YOUR GOAL: Copy exactly, please, each line of the data below until the line that contains "use crate::signature::IncludeCerts;" has been copied, beginning at the top.
======
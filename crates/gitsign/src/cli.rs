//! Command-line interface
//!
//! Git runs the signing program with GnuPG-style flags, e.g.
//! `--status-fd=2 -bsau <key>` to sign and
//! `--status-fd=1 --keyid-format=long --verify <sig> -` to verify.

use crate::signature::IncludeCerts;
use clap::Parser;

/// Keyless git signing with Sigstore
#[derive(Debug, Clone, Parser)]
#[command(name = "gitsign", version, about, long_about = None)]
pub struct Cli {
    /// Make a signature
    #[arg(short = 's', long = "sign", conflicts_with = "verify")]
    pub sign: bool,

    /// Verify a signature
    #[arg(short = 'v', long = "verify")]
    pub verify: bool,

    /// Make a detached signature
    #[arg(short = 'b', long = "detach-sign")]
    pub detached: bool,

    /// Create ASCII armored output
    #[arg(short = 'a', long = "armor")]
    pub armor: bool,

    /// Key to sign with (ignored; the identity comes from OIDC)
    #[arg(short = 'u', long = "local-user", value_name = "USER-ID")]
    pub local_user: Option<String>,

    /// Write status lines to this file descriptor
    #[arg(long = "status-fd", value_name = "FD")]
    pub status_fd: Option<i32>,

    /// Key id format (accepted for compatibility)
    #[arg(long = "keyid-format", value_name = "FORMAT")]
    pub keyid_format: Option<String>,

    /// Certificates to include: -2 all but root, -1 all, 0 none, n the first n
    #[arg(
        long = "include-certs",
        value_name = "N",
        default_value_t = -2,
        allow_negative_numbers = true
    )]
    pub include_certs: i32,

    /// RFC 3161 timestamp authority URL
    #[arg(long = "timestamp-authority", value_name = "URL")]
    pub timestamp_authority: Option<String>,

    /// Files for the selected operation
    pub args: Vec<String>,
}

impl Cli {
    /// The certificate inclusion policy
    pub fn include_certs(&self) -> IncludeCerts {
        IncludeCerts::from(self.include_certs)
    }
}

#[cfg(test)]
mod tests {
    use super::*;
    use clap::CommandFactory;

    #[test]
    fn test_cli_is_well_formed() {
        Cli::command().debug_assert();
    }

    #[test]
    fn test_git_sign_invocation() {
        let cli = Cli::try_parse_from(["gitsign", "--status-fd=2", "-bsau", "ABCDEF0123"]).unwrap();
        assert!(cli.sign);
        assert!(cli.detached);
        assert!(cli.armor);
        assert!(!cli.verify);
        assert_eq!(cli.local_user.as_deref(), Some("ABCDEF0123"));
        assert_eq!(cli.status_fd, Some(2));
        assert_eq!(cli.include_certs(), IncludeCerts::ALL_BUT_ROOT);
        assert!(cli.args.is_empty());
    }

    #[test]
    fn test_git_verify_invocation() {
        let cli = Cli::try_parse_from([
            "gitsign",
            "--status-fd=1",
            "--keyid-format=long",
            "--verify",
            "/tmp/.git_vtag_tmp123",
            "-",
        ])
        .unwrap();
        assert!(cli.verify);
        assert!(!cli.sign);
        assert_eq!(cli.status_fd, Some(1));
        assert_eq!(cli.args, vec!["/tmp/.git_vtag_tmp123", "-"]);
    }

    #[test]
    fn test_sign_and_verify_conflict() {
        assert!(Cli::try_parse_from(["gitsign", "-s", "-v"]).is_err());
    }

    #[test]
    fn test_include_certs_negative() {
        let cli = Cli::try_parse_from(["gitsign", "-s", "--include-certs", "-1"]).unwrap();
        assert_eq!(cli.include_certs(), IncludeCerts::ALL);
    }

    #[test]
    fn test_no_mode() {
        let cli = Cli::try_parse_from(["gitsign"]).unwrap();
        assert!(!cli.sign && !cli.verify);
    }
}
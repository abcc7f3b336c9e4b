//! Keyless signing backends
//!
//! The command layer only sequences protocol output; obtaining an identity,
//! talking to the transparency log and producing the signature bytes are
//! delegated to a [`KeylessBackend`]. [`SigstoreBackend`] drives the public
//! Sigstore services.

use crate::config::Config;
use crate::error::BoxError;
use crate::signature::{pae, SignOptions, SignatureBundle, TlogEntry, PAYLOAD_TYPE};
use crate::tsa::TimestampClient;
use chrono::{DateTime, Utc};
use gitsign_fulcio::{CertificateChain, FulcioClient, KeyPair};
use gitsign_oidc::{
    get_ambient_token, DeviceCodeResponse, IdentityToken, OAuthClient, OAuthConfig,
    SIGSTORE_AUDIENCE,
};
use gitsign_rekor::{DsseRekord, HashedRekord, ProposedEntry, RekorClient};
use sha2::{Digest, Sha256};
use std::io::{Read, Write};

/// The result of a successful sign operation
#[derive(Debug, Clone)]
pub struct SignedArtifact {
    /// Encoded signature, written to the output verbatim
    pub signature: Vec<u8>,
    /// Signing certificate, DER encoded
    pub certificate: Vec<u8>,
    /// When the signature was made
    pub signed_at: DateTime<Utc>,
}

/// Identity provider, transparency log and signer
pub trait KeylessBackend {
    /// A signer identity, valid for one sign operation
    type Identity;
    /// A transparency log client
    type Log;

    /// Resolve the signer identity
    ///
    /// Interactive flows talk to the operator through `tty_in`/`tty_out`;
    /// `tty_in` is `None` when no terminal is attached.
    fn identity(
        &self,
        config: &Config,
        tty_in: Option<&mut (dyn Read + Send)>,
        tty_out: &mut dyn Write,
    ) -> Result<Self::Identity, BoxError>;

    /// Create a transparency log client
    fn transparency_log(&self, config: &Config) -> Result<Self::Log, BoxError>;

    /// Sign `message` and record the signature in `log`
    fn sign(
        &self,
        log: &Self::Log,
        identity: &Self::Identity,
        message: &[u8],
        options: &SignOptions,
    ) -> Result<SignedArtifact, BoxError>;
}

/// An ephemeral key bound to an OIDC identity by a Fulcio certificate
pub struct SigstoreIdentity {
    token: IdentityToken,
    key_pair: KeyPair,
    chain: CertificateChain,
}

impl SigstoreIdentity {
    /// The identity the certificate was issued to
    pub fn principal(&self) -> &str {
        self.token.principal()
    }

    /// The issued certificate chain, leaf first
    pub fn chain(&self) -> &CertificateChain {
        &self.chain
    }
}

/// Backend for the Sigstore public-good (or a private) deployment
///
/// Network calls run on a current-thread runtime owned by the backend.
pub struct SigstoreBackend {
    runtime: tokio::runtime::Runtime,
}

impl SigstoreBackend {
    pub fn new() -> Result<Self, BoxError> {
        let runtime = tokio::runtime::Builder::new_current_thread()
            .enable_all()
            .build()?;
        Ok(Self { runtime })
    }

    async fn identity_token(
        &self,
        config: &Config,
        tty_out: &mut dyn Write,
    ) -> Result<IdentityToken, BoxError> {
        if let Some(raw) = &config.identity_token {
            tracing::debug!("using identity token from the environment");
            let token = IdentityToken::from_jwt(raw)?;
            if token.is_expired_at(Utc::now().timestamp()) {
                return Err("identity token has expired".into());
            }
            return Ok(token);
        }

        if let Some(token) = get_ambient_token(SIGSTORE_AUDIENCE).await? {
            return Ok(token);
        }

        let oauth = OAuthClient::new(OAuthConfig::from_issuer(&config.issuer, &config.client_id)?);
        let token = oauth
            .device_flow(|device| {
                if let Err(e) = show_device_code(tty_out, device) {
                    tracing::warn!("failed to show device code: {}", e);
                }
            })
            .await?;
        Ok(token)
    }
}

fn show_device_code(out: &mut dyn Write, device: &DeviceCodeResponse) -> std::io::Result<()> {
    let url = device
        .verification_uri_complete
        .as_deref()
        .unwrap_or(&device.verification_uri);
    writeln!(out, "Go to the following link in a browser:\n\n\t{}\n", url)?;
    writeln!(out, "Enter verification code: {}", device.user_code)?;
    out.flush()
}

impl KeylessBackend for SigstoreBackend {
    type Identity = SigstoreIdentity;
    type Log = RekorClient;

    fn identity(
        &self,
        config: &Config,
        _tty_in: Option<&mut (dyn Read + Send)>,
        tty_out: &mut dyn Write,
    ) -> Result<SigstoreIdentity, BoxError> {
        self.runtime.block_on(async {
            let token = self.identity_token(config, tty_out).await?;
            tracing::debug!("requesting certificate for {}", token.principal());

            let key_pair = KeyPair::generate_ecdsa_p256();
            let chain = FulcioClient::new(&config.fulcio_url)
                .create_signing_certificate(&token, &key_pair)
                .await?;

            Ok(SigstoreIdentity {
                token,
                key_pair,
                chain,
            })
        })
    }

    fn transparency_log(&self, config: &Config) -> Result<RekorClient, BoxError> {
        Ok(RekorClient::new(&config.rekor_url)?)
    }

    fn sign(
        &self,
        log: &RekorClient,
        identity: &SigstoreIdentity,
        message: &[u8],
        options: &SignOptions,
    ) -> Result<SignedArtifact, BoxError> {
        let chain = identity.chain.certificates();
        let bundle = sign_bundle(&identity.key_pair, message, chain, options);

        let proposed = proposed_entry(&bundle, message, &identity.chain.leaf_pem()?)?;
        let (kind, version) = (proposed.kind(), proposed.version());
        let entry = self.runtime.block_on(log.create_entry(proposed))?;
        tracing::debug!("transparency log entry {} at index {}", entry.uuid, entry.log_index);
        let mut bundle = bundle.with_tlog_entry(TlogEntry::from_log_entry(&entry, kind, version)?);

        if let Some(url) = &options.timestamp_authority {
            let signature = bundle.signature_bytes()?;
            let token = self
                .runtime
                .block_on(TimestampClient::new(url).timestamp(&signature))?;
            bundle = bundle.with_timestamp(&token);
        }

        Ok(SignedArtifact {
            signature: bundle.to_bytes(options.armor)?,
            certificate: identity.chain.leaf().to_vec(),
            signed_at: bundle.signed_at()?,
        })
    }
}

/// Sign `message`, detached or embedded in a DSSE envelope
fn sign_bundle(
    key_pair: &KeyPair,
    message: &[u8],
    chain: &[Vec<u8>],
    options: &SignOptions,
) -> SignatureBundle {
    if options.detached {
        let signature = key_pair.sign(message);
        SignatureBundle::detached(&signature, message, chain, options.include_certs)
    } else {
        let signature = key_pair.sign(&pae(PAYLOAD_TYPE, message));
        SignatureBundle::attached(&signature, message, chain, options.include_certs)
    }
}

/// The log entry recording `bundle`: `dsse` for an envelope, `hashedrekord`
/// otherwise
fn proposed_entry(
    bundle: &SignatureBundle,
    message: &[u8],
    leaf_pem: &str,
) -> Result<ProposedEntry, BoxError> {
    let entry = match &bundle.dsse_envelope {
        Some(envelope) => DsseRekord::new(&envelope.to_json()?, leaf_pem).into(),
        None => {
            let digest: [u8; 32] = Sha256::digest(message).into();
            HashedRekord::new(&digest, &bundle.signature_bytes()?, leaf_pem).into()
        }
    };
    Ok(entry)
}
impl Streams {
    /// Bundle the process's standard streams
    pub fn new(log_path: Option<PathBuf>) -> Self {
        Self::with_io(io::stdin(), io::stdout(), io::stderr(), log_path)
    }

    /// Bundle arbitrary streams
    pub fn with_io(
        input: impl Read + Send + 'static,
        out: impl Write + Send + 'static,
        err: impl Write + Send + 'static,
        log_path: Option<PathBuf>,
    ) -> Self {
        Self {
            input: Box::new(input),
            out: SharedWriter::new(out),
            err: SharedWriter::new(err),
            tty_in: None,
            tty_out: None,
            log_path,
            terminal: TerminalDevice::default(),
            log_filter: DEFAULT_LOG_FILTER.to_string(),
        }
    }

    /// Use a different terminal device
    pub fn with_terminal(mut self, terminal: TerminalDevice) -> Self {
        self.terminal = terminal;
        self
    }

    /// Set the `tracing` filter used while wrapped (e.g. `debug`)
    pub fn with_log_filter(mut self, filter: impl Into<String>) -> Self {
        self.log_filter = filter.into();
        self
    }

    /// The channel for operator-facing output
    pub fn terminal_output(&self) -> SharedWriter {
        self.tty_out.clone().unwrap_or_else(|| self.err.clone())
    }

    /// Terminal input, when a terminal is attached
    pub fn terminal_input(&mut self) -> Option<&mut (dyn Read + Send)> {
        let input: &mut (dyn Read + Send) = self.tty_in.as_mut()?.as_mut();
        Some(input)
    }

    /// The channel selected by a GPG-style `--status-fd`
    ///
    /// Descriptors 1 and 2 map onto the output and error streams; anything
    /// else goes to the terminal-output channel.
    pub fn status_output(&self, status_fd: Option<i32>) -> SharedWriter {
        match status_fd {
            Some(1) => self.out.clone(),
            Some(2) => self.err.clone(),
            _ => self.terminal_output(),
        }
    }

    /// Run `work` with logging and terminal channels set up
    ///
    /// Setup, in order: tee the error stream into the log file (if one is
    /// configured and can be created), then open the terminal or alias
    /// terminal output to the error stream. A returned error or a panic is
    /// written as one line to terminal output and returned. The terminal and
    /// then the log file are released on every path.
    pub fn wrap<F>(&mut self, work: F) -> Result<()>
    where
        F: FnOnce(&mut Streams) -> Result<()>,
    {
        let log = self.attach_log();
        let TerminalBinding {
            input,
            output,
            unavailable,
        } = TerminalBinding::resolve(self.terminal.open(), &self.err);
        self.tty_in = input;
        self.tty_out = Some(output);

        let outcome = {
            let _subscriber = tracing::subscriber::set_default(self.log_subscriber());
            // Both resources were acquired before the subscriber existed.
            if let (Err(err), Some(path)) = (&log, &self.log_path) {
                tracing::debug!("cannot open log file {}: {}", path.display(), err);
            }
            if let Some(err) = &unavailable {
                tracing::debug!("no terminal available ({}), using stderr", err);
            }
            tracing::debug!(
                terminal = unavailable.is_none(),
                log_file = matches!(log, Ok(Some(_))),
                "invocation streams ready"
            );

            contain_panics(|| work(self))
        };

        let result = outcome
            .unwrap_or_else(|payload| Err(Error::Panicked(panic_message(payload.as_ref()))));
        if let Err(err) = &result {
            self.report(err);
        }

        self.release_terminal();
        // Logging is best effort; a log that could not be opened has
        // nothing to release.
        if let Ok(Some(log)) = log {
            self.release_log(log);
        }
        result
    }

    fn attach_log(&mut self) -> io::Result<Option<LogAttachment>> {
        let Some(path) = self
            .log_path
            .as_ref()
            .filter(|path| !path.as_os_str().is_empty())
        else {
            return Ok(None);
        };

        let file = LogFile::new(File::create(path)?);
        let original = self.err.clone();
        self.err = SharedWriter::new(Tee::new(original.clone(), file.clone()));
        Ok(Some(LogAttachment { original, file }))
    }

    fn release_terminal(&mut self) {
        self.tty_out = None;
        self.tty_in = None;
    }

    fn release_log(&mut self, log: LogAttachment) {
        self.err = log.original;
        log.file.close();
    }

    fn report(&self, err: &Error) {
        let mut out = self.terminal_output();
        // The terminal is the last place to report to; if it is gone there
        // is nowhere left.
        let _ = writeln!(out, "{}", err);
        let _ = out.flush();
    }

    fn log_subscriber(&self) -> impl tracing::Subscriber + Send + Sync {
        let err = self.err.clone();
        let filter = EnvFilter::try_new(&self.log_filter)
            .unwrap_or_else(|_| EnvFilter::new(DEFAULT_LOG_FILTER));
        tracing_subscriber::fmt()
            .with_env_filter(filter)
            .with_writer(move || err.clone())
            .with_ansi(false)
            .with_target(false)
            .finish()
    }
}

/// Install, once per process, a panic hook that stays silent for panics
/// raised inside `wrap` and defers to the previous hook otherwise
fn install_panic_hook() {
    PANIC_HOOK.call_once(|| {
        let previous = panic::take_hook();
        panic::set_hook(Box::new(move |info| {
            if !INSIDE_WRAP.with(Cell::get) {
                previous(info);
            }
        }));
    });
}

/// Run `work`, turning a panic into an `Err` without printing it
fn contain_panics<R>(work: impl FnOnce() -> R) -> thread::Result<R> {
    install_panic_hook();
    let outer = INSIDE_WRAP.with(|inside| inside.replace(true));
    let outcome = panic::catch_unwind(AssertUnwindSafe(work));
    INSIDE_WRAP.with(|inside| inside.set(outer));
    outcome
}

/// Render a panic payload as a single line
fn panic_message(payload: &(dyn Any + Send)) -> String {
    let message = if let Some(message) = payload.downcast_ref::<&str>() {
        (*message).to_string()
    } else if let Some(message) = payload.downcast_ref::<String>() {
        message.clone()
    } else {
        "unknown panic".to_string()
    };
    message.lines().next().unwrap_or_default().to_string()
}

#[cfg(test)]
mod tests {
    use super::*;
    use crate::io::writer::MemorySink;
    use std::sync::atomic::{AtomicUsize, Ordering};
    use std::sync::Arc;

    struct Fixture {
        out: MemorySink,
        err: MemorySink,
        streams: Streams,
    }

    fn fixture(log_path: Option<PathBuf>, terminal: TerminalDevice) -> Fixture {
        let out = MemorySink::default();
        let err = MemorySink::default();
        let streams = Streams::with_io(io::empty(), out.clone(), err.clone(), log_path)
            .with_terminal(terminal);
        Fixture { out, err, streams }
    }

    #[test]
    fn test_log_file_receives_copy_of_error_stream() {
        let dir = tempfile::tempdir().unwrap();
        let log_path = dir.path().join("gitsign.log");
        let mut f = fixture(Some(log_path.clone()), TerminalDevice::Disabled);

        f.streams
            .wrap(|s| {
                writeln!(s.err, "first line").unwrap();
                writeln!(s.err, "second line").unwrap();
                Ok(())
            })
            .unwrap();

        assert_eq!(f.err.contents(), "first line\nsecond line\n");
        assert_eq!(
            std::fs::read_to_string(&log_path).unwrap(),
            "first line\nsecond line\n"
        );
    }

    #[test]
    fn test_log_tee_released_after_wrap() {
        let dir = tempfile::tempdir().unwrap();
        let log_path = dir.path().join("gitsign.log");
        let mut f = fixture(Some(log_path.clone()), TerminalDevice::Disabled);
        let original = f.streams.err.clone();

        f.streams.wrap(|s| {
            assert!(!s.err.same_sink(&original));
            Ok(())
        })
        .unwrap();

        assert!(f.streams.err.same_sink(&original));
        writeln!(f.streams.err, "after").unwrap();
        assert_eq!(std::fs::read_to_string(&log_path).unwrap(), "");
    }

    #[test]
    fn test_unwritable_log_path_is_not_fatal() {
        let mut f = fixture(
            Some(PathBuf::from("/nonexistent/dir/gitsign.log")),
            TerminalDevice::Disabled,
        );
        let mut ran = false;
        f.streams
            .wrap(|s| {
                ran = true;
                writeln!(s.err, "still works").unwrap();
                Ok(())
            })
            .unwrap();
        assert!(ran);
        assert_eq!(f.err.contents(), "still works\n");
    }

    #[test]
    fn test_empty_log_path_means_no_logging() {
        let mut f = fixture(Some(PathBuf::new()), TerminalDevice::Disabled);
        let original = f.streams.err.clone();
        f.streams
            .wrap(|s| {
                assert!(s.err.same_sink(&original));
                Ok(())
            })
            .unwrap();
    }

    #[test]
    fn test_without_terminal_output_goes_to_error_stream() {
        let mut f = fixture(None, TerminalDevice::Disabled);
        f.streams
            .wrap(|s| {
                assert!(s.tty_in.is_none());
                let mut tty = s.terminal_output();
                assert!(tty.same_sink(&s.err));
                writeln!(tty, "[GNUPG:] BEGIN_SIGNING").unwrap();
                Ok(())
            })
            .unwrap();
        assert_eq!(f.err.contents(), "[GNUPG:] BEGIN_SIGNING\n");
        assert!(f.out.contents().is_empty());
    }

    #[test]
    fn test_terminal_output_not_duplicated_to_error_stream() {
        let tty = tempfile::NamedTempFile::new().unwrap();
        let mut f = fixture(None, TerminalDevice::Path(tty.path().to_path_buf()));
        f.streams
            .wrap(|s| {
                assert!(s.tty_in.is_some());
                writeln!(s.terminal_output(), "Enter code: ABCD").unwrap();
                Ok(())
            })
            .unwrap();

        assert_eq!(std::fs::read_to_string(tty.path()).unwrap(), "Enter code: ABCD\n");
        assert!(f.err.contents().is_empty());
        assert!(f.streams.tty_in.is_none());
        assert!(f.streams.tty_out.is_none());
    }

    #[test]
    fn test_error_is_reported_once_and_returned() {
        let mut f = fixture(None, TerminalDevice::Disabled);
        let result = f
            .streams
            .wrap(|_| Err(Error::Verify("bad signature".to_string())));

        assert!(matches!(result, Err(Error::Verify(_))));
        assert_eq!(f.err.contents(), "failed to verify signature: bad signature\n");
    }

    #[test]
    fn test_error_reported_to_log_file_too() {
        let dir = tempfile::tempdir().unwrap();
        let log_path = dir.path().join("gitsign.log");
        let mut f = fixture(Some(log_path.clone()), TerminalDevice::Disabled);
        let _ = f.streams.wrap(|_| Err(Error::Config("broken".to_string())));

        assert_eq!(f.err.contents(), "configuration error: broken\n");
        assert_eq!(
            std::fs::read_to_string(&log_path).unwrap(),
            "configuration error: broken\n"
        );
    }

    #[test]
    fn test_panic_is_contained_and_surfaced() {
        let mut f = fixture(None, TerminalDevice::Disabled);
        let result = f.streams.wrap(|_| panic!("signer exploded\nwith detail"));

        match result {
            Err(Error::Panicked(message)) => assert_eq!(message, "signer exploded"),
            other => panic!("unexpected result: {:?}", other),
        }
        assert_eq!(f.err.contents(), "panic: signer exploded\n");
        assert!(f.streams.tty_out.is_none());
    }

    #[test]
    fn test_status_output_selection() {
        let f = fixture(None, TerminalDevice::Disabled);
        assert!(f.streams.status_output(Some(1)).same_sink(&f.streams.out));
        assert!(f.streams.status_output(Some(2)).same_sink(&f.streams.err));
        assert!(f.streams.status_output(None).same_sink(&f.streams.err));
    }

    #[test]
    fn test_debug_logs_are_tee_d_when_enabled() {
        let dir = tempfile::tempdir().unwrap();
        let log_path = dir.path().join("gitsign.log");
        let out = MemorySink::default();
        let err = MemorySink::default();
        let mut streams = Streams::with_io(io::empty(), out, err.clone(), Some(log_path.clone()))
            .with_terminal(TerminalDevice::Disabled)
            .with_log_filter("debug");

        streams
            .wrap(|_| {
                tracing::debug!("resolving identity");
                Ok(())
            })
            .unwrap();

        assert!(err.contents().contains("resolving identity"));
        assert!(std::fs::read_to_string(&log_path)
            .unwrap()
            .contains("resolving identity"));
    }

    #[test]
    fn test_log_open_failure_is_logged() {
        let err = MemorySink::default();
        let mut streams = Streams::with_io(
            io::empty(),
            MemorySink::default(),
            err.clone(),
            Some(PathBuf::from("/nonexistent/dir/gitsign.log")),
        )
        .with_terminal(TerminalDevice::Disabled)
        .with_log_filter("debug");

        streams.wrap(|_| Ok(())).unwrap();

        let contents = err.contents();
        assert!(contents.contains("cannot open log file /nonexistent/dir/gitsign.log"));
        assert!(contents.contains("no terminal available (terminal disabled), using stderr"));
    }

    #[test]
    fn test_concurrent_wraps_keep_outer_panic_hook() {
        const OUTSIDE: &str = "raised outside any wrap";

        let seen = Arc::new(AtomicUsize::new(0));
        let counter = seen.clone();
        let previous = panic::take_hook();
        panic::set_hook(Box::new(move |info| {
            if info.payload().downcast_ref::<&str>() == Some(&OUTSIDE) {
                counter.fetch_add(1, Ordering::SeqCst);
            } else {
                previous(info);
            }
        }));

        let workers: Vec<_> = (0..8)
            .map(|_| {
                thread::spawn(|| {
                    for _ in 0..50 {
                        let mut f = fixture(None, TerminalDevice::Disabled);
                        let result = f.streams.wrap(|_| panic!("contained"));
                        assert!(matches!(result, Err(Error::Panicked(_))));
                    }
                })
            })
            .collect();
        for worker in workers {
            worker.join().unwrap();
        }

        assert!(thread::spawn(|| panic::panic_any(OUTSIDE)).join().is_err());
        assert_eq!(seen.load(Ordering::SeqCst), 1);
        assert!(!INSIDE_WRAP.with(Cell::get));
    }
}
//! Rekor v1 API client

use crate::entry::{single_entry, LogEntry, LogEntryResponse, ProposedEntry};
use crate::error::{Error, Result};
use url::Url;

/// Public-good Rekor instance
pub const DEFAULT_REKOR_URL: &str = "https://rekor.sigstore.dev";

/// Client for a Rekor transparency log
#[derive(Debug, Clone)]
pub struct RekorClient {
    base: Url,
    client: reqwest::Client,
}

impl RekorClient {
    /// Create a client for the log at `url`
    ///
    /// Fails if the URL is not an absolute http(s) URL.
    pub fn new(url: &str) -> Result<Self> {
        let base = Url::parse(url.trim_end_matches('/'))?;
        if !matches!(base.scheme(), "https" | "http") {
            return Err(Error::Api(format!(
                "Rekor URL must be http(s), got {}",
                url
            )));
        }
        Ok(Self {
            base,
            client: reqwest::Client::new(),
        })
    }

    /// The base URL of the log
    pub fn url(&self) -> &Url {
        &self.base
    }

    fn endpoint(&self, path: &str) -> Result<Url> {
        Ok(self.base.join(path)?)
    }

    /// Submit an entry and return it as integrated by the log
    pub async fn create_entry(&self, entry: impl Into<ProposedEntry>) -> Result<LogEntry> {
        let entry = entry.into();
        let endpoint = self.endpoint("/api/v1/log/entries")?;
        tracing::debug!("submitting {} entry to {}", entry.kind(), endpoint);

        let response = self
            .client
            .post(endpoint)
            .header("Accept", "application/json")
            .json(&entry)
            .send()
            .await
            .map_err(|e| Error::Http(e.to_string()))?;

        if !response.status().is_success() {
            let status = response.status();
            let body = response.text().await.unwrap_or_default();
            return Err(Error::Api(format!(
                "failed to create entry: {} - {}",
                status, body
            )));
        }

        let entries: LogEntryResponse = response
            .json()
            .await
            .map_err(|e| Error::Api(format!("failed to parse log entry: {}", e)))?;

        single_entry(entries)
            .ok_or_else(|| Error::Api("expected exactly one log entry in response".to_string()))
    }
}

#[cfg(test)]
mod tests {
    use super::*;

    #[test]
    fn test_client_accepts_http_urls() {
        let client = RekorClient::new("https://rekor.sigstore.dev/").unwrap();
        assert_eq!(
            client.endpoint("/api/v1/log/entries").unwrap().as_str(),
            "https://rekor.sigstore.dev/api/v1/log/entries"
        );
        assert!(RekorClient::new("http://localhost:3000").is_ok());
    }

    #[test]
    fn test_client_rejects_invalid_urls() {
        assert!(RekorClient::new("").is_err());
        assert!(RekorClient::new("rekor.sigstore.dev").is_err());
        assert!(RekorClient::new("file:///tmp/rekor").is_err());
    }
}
======
EXERCISE SOLUTION:
filename crates/gitsign/src/cli.rs
//! Command-line interface
//!
//! Git runs the signing program with GnuPG-style flags, e.g.
//! `--status-fd=2 -bsau <key>` to sign and
//! `--status-fd=1 --keyid-format=long --verify <sig> -` to verify.

use crate::signature::IncludeCerts;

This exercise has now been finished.